Thank you for sending your work entitled “A high-resolution morphological and ultrastructural map of anterior sensory cilia and glia in C. elegans” for consideration at eLife. Your article has been evaluated by a Senior editor and 4 reviewers, one of whom is a member of our Board of Reviewing Editors. The Reviewing editor and the other reviewers discussed their comments before we reached a decision, and the Reviewing editor has assembled the following comments to help you prepare a revised submission.
All reviewers appreciated the technical quality and potential impact of the work.
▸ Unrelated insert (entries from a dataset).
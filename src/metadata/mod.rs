//! Document metadata.
//!
//! - [`header`]: reads the YAML header at the top of a markdown file
//! - [`flatten`]: collapses nested lists inside a style fragment
//! - [`write_metadata_file`]: materializes a style next to the document

pub mod flatten;
pub mod header;

pub use header::read_header;

use serde_yaml::Value;
use std::{
    fs,
    path::{Path, PathBuf},
};
use thiserror::Error;

/// Style name used when the header does not declare one
pub const DEFAULT_STYLE: &str = "default";

/// Extension of the materialized metadata file
pub const METADATA_EXT: &str = "yaml";

/// Metadata-related errors
#[derive(Debug, Error)]
pub enum MetadataError {
    #[error("IO error when accessing `{0}`")]
    Io(PathBuf, #[source] std::io::Error),

    #[error("Invalid YAML header in `{0}`")]
    Yaml(PathBuf, #[source] serde_yaml::Error),

    #[error("YAML header in `{0}` is not a mapping")]
    NotMapping(PathBuf),

    #[error("`{field}` in the YAML header of `{path}` must be {expected}")]
    Field {
        path: PathBuf,
        field: &'static str,
        expected: &'static str,
    },
}

/// Path of the metadata file for a document: same stem, `.yaml` extension.
pub fn metadata_path(document: &Path) -> PathBuf {
    document.with_extension(METADATA_EXT)
}

/// Deep-flatten a style fragment and write it beside the document.
///
/// The file is overwritten on every build and never removed.
pub fn write_metadata_file(document: &Path, style: &Value) -> Result<PathBuf, MetadataError> {
    let path = metadata_path(document);

    let mut style = style.clone();
    flatten::flatten_in_place(&mut style);

    let content =
        serde_yaml::to_string(&style).map_err(|err| MetadataError::Yaml(path.clone(), err))?;
    fs::write(&path, content).map_err(|err| MetadataError::Io(path.clone(), err))?;
    Ok(path)
}
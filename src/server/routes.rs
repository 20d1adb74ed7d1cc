//! Route Handlers
//!
//! Thin translation between HTTP request shapes and the query service.
//! Distances are rendered as strings so the infinite vocabulary-miss
//! sentinel survives JSON encoding as `"inf"`.

use axum::extract::{Query, State};
use axum::http::StatusCode;
use axum::response::{IntoResponse, Response};
use axum::Json;
use serde::{Deserialize, Serialize};
use std::time::Instant;
use tracing::error;

use super::{AppState, HealthReport};
use crate::error::Error;

/// Handler-level error wrapper mapping the crate taxonomy to status codes.
pub(super) struct ApiError(Error);

impl From<Error> for ApiError {
    fn from(err: Error) -> Self {
        Self(err)
    }
}

#[derive(Serialize)]
struct ErrorBody {
    error: String,
}

impl IntoResponse for ApiError {
    fn into_response(self) -> Response {
        let status = match &self.0 {
            Error::Input(_) => StatusCode::BAD_REQUEST,
            Error::Connection(_) | Error::Protocol(_) => StatusCode::BAD_GATEWAY,
            Error::DataIntegrity(_) | Error::Io(_) => StatusCode::INTERNAL_SERVER_ERROR,
        };
        if status.is_server_error() {
            error!("request failed: {}", self.0);
        }
        (
            status,
            Json(ErrorBody {
                error: self.0.to_string(),
            }),
        )
            .into_response()
    }
}

fn missing(name: &str) -> ApiError {
    ApiError(Error::Input(format!("missing required parameter {}", name)))
}

fn format_distance(distance: f32) -> String {
    distance.to_string()
}

pub(super) async fn ping() -> &'static str {
    "Pong!"
}

#[derive(Deserialize)]
pub(super) struct DistanceParams {
    origin: Option<String>,
    destination: Option<String>,
}

#[derive(Serialize)]
pub(super) struct DistanceResponse {
    distance: String,
}

/// GET /nlp/distance?origin=dog&destination=cat
pub(super) async fn distance(
    State(state): State<AppState>,
    Query(params): Query<DistanceParams>,
) -> Result<Json<DistanceResponse>, ApiError> {
    let start = Instant::now();
    let origin = params.origin.ok_or_else(|| missing("origin"))?;
    let destination = params.destination.ok_or_else(|| missing("destination"))?;

    let distance = state.query.distance_between(&origin, &destination).await?;
    state.metrics.record_request("distance", start.elapsed());

    Ok(Json(DistanceResponse {
        distance: format_distance(distance),
    }))
}

#[derive(Deserialize)]
pub(super) struct DestinationsParams {
    origin: Option<String>,
    destinations: Option<String>,
    ascending: Option<bool>,
}

#[derive(Serialize)]
pub(super) struct DestinationsResponse {
    origin: String,
    destinations: Vec<String>,
    distances: Vec<String>,
}

/// GET /nlp/destinations?origin=dog&destinations=["cat","bird"]
pub(super) async fn destinations(
    State(state): State<AppState>,
    Query(params): Query<DestinationsParams>,
) -> Result<Json<DestinationsResponse>, ApiError> {
    let start = Instant::now();
    let origin = params.origin.ok_or_else(|| missing("origin"))?;
    let raw = params.destinations.ok_or_else(|| missing("destinations"))?;

    let words: Vec<String> = serde_json::from_str(raw.trim()).map_err(|_| {
        ApiError(Error::Input(
            "destinations must be a JSON array of words".to_string(),
        ))
    })?;

    let ranked = state
        .query
        .ranked_neighbors(&origin, &words, params.ascending.unwrap_or(true))
        .await?;
    state.metrics.record_request("destinations", start.elapsed());

    let (destinations, distances): (Vec<String>, Vec<String>) = ranked
        .into_iter()
        .map(|r| (r.word, format_distance(r.distance)))
        .unzip();

    Ok(Json(DestinationsResponse {
        origin,
        destinations,
        distances,
    }))
}

#[derive(Deserialize)]
pub(super) struct SuggestionsParams {
    word: Option<String>,
    edit_distance_2: Option<bool>,
}

#[derive(Serialize)]
pub(super) struct SuggestionsResponse {
    word: String,
    suggestions: Vec<String>,
}

/// GET /nlp/suggestions?word=dagg&edit_distance_2=false
pub(super) async fn suggestions(
    State(state): State<AppState>,
    Query(params): Query<SuggestionsParams>,
) -> Result<Json<SuggestionsResponse>, ApiError> {
    let start = Instant::now();
    let word = params.word.ok_or_else(|| missing("word"))?;

    let suggestions = state
        .query
        .spelling_suggestions(&word, params.edit_distance_2.unwrap_or(false))
        .await?;
    state.metrics.record_request("suggestions", start.elapsed());

    Ok(Json(SuggestionsResponse { word, suggestions }))
}

/// GET /health
pub(super) async fn health(State(state): State<AppState>) -> Json<HealthReport> {
    Json(state.health.check(state.query.store()).await)
}

/// GET /metrics
pub(super) async fn metrics(State(state): State<AppState>) -> Response {
    (
        StatusCode::OK,
        [("content-type", "text/plain; version=0.0.4")],
        state.metrics.export_prometheus(),
    )
        .into_response()
}

pub(super) async fn not_found() -> Response {
    (
        StatusCode::NOT_FOUND,
        Json(ErrorBody {
            error: "not found".to_string(),
        }),
    )
        .into_response()
}

#[cfg(test)]
mod tests {
    use super::*;

    #[test]
    fn test_infinite_distance_renders_as_inf() {
        assert_eq!(format_distance(f32::INFINITY), "inf");
        assert_eq!(format_distance(0.25), "0.25");
    }

    #[test]
    fn test_error_status_mapping() {
        let cases = [
            (Error::Input("x".into()), StatusCode::BAD_REQUEST),
            (Error::Connection("x".into()), StatusCode::BAD_GATEWAY),
            (Error::Protocol("x".into()), StatusCode::BAD_GATEWAY),
            (
                Error::DataIntegrity("x".into()),
                StatusCode::INTERNAL_SERVER_ERROR,
            ),
        ];
        for (err, expected) in cases {
            let response = ApiError(err).into_response();
            assert_eq!(response.status(), expected);
        }
    }

    #[test]
    fn test_destinations_json_shapes() {
        let words: Vec<String> = serde_json::from_str(r#"["cat","bird"]"#).unwrap();
        assert_eq!(words, vec!["cat".to_string(), "bird".to_string()]);

        assert!(serde_json::from_str::<Vec<String>>("not json").is_err());
        assert!(serde_json::from_str::<Vec<String>>(r#"{"a":1}"#).is_err());
    }
}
The one point that the reviewers thought should be strengthened in a revised version of the manuscript is the observation of vesicles in ciliary axonemes (Figure 4–figure supplement 1D). This is potentially a very significant new finding that contradicts a dogma in ciliogenesis research. This finding would need better corroboration: is there convincing EM to show the phospholipid bilayer using standard TEM methods in the axonemes – are they unilamellar or multilamellar? Some statistical analysis would be useful e.g., how many vesicles per axoneme, how many per µm of axoneme length etc. Are there crosslinks between the vesicles and the axonemal MTs. These data should then be more prominently presented in the paper.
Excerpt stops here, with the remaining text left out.